A method as defined in claim 1, wherein the molybdenum alloy comprises not greater than 30% by weight of Fe, not greater than 10% by weight of Al, not greater than 10% by weight of Ni, not greater than 15% by weight of Cr, not greater than 10% by weight of Co and not greater than 3% by weight of C.
A method as defined in claim 10, wherein the molybdenum alloy comprises not greater than 20% by weight of Fe, not greater than 7% by weight of Al, not greater than 7% by weight of Ni, not greater than 10% by weight of Cr, not greater than 7% by weight of Co and not greater than 3% by weight of C.
A method as defined in claim 1, wherein the composition of the spray coating layer formed is represented by a relationship:

$X = 60 ∼ 90$

$Y = 0.10 x X = 0.45 x X$

$X+Y ≦ 100$

$(X+Y+Z = 100)$

wherein X (%) represents the content of Cr₂O₃, Y (wt%) represents Mo content, Z (wt%) represents the total content of other ingredients.
A method as defined in claim 12, wherein the total content Z of other ingredients than Cr₂O₃ and Mo is not greater than 34% by weight.
A method as defined in claim 12, wherein the other ingredients than Cr₂O₃ and Mo is one of the followings ① - ④ :
① a slight amount of impurity contained in the starting Cr₂O₃,

② a slight amount of impurity contained in the starting Mo,

③ an alloying element in a case of using a Mo alloy as the starting material and a slight amount of impurity,

④ ingredients separately admix in addition to Mo or Mo alloy and Cr₂O₃ in the production step of the spray coating material.
A method as defined in claim 14, wherein the additives ④ comprise the following (a) or (b) :
(a) an ingredient reactive neither with Cr₂O₃ nor with Mo during melting, not deteriorating the mechanical property such as abrasion resistance of the spray coating layer and having an effect of improving the ratio of material deposited as the coating layer among the spray coating material used (deposition efficiency), etc.
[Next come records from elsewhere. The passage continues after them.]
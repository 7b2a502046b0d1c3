//! Route definitions and router setup
//!
//! Configures all API routes and middleware.

mod auth;
mod comments;
mod events;
mod export;
mod me;
mod proposals;
mod reviews;
mod teams;

use crate::auth::auth_middleware;
use crate::config::Settings;
use crate::state::SharedState;
use axum::{
    extract::State,
    http::{header, HeaderName, Method},
    middleware,
    response::IntoResponse,
    routing::{delete, get, patch, post, put},
    Router,
};
use std::time::Duration;
use tower::ServiceBuilder;
use tower_http::{
    compression::CompressionLayer,
    cors::{Any, CorsLayer},
    request_id::MakeRequestUuid,
    trace::{DefaultMakeSpan, DefaultOnRequest, DefaultOnResponse, TraceLayer},
    ServiceBuilderExt,
};
use tracing::Level;

/// Header carrying the export API key
pub const API_KEY_HEADER: &str = "x-api-key";

/// Create the application router with all routes and middleware
pub fn create_router(state: SharedState, settings: &Settings) -> Router {
    // Build CORS layer
    let cors = build_cors_layer(settings);

    // Build tracing/logging layer
    let trace_layer = TraceLayer::new_for_http()
        .make_span_with(DefaultMakeSpan::new().level(Level::INFO))
        .on_request(DefaultOnRequest::new().level(Level::INFO))
        .on_response(DefaultOnResponse::new().level(Level::INFO));

    // Build middleware stack
    let middleware = ServiceBuilder::new()
        .set_x_request_id(MakeRequestUuid)
        .layer(trace_layer)
        .layer(CompressionLayer::new())
        .layer(cors)
        .propagate_x_request_id();

    // Routes requiring a bearer token
    let protected = Router::new()
        // Current user
        .route("/api/me", get(me::get_me).patch(me::update_me))
        .route("/api/me/notifications", get(me::notifications))
        .route("/api/me/proposals", get(me::my_proposals))

        // Teams
        .route("/api/teams", post(teams::create_team).get(teams::list_teams))
        .route("/api/teams/{team}", get(teams::get_team))
        .route("/api/teams/{team}/members", get(teams::list_members))
        .route(
            "/api/teams/{team}/members/{user}",
            patch(teams::change_member_role).delete(teams::remove_member),
        )
        .route("/api/teams/{team}/leave", post(teams::leave_team))
        .route("/api/invitations/{code}/accept", post(teams::accept_invitation))

        // Events
        .route(
            "/api/teams/{team}/events",
            post(events::create_event).get(events::list_events),
        )
        .route("/api/teams/{team}/events/{event}", patch(events::update_event))
        .route("/api/teams/{team}/events/{event}/api-key", post(events::generate_api_key))

        // Speaker side
        .route("/api/events/{slug}/proposals", post(proposals::submit))
        .route(
            "/api/proposals/{id}",
            patch(proposals::update).delete(proposals::withdraw),
        )
        .route("/api/proposals/{id}/confirmation", post(proposals::confirm))

        // Organizer side
        .route(
            "/api/teams/{team}/events/{event}/proposals",
            get(proposals::list_event_proposals),
        )
        .route(
            "/api/teams/{team}/events/{event}/proposals/{id}/reviews",
            get(reviews::review_details),
        )
        .route(
            "/api/teams/{team}/events/{event}/proposals/{id}/review",
            put(reviews::rate),
        )
        .route(
            "/api/teams/{team}/events/{event}/proposals/{id}/deliberation",
            post(proposals::deliberate),
        )
        .route(
            "/api/teams/{team}/events/{event}/publication",
            post(proposals::publish_results),
        )

        // Comments
        .route(
            "/api/proposals/{id}/comments",
            get(comments::list_comments).post(comments::add_comment),
        )
        .route(
            "/api/proposals/{id}/comments/{comment}",
            delete(comments::remove_comment),
        )
        .route_layer(middleware::from_fn_with_state(state.clone(), auth_middleware));

    // Build the router
    Router::new()
        // Health check
        .route("/health", get(health_check))
        .route("/robots.txt", get(robots))

        // Authentication
        .route("/api/auth/register", post(auth::register))
        .route("/api/auth/login", post(auth::login))
        .route("/api/auth/refresh", post(auth::refresh))

        // Public event pages and export
        .route("/api/events/{slug}", get(events::get_public_event))
        .route("/api/v1/event/{slug}", get(export::export_event))

        .merge(protected)
        // Apply middleware and state
        .layer(middleware)
        .with_state(state)
}

/// Build CORS layer from settings
fn build_cors_layer(settings: &Settings) -> CorsLayer {
    let origins: Vec<_> = settings
        .cors
        .allowed_origins
        .iter()
        .filter_map(|s| s.parse().ok())
        .collect();

    let methods = [
        Method::GET,
        Method::POST,
        Method::PUT,
        Method::PATCH,
        Method::DELETE,
        Method::OPTIONS,
    ];
    let headers = [
        header::CONTENT_TYPE,
        header::AUTHORIZATION,
        header::ACCEPT,
        HeaderName::from_static(API_KEY_HEADER),
    ];

    let cors = if origins.is_empty() {
        CorsLayer::new().allow_origin(Any)
    } else {
        CorsLayer::new().allow_origin(origins)
    };
    cors.allow_methods(methods)
        .allow_headers(headers)
        .max_age(Duration::from_secs(3600))
}

/// Health check endpoint
async fn health_check() -> axum::Json<serde_json::Value> {
    axum::Json(serde_json::json!({
        "success": true,
        "message": "Server is running fine.",
        "timestamp": chrono::Utc::now().to_rfc3339(),
        "version": env!("CARGO_PKG_VERSION")
    }))
}

/// Crawlers are only let in when SEO is enabled
async fn robots(State(state): State<SharedState>) -> impl IntoResponse {
    let body = if state.seo_enabled {
        "User-agent: *\nAllow: /\n"
    } else {
        "User-agent: *\nDisallow: /\n"
    };
    ([(header::CONTENT_TYPE, "text/plain; charset=utf-8")], body)
}

#[cfg(test)]
mod tests {
    use super::*;
    use crate::notifications::{LogMailer, MailQueue, RetryPolicy};
    use crate::state::AppState;
    use crate::store::InMemoryRepository;
    use axum::body::{to_bytes, Body};
    use axum::http::{Request, StatusCode};
    use pretty_assertions::assert_eq;
    use serde_json::{json, Value};
    use std::sync::Arc;
    use tower::ServiceExt;

    fn app(seo_enabled: bool) -> Router {
        let settings = Settings {
            seo_enabled,
            ..Settings::default()
        };
        let (mail, _worker) =
            MailQueue::start(Arc::new(LogMailer::new("cfp@test")), RetryPolicy::default());
        let state = Arc::new(AppState::new(
            Arc::new(InMemoryRepository::new()),
            mail,
            &settings,
            "router-test-secret".to_string(),
        ));
        create_router(state, &settings)
    }

    async fn send(app: &Router, request: Request<Body>) -> (StatusCode, Value) {
        let response = app.clone().oneshot(request).await.unwrap();
        let status = response.status();
        let bytes = to_bytes(response.into_body(), usize::MAX).await.unwrap();
        let body = serde_json::from_slice(&bytes).unwrap_or(Value::Null);
        (status, body)
    }

    fn json_request(method: Method, uri: &str, token: Option<&str>, body: Value) -> Request<Body> {
        let mut builder = Request::builder()
            .method(method)
            .uri(uri)
            .header(header::CONTENT_TYPE, "application/json");
        if let Some(token) = token {
            builder = builder.header(header::AUTHORIZATION, format!("Bearer {}", token));
        }
        builder.body(Body::from(body.to_string())).unwrap()
    }

    async fn register(app: &Router, email: &str) -> String {
        let (status, body) = send(
            app,
            json_request(
                Method::POST,
                "/api/auth/register",
                None,
                json!({"email": email, "password": "long password", "name": "Ada"}),
            ),
        )
        .await;
        assert_eq!(status, StatusCode::CREATED);
        body["data"]["tokens"]["accessToken"]
            .as_str()
            .unwrap()
            .to_string()
    }

    #[tokio::test]
    async fn test_health_check() {
        let app = app(false);
        let request = Request::get("/health").body(Body::empty()).unwrap();
        let (status, body) = send(&app, request).await;
        assert_eq!(status, StatusCode::OK);
        assert_eq!(body["success"], true);
    }

    #[tokio::test]
    async fn test_robots_follows_seo_flag() {
        for (seo, expected) in [(false, "Disallow: /"), (true, "Allow: /")] {
            let response = app(seo)
                .oneshot(Request::get("/robots.txt").body(Body::empty()).unwrap())
                .await
                .unwrap();
            let bytes = to_bytes(response.into_body(), usize::MAX).await.unwrap();
            assert!(String::from_utf8_lossy(&bytes).contains(expected));
        }
    }

    #[tokio::test]
    async fn test_protected_routes_require_token() {
        let app = app(false);
        let (status, body) = send(
            &app,
            json_request(Method::GET, "/api/teams", None, Value::Null),
        )
        .await;
        assert_eq!(status, StatusCode::UNAUTHORIZED);
        assert_eq!(body["code"], "UNAUTHORIZED");
    }

    #[tokio::test]
    async fn test_team_flow_over_http() {
        let app = app(false);
        let owner = register(&app, "owner@example.org").await;

        let team = json!({"name": "GDG Nantes", "slug": "gdg-nantes"});
        let (status, body) = send(
            &app,
            json_request(Method::POST, "/api/teams", Some(&owner), team.clone()),
        )
        .await;
        assert_eq!(status, StatusCode::CREATED);
        assert_eq!(body["data"]["role"], "OWNER");
        let code = body["data"]["invitationCode"].as_str().unwrap().to_string();

        // Same slug again
        let (status, body) = send(
            &app,
            json_request(Method::POST, "/api/teams", Some(&owner), team),
        )
        .await;
        assert_eq!(status, StatusCode::BAD_REQUEST);
        assert_eq!(body["code"], "VALIDATION_ERROR");

        let reviewer = register(&app, "rita@example.org").await;
        let uri = format!("/api/invitations/{}/accept", code);
        let (status, body) = send(
            &app,
            json_request(Method::POST, &uri, Some(&reviewer), Value::Null),
        )
        .await;
        assert_eq!(status, StatusCode::OK);
        assert_eq!(body["data"]["role"], "REVIEWER");

        let (status, body) = send(
            &app,
            json_request(Method::POST, &uri, Some(&reviewer), Value::Null),
        )
        .await;
        assert_eq!(status, StatusCode::BAD_REQUEST);
        assert_eq!(body["code"], "INVITATION_INVALID");
    }

    #[tokio::test]
    async fn test_export_rejects_wrong_key() {
        let app = app(false);
        let owner = register(&app, "owner@example.org").await;
        send(
            &app,
            json_request(
                Method::POST,
                "/api/teams",
                Some(&owner),
                json!({"name": "GDG Nantes", "slug": "gdg-nantes"}),
            ),
        )
        .await;
        let (status, _) = send(
            &app,
            json_request(
                Method::POST,
                "/api/teams/gdg-nantes/events",
                Some(&owner),
                json!({"name": "Devfest", "slug": "devfest", "type": "CONFERENCE"}),
            ),
        )
        .await;
        assert_eq!(status, StatusCode::CREATED);

        let (status, body) = send(
            &app,
            json_request(
                Method::POST,
                "/api/teams/gdg-nantes/events/devfest/api-key",
                Some(&owner),
                Value::Null,
            ),
        )
        .await;
        assert_eq!(status, StatusCode::OK);
        let key = body["data"]["apiKey"].as_str().unwrap().to_string();

        let wrong = Request::get("/api/v1/event/devfest")
            .header(API_KEY_HEADER, "not-the-key")
            .body(Body::empty())
            .unwrap();
        let (status, _) = send(&app, wrong).await;
        assert_eq!(status, StatusCode::UNAUTHORIZED);

        let by_query = Request::get(format!("/api/v1/event/devfest?key={}", key))
            .body(Body::empty())
            .unwrap();
        let (status, body) = send(&app, by_query).await;
        assert_eq!(status, StatusCode::OK);
        assert_eq!(body["data"]["slug"], "devfest");
    }
}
(b) an ingredient reactive with Cr₂O₃ and/or Mo during melting but not deteriorating the mechanical property of the abrasion resistance of the spray coating layer with the reaction product and having an effect of improving the deposition efficiency, etc.
A method as defined in claim 15, wherein the additive (a) is Al₂O₃, SiO₂ or Fe₂O₃.
A method as defined in claim 15, where the additives (b) is TiO₂, Y₂O₃ or an R₂O₃ type oxide (where R represents a rare earth element) of rare earth elements.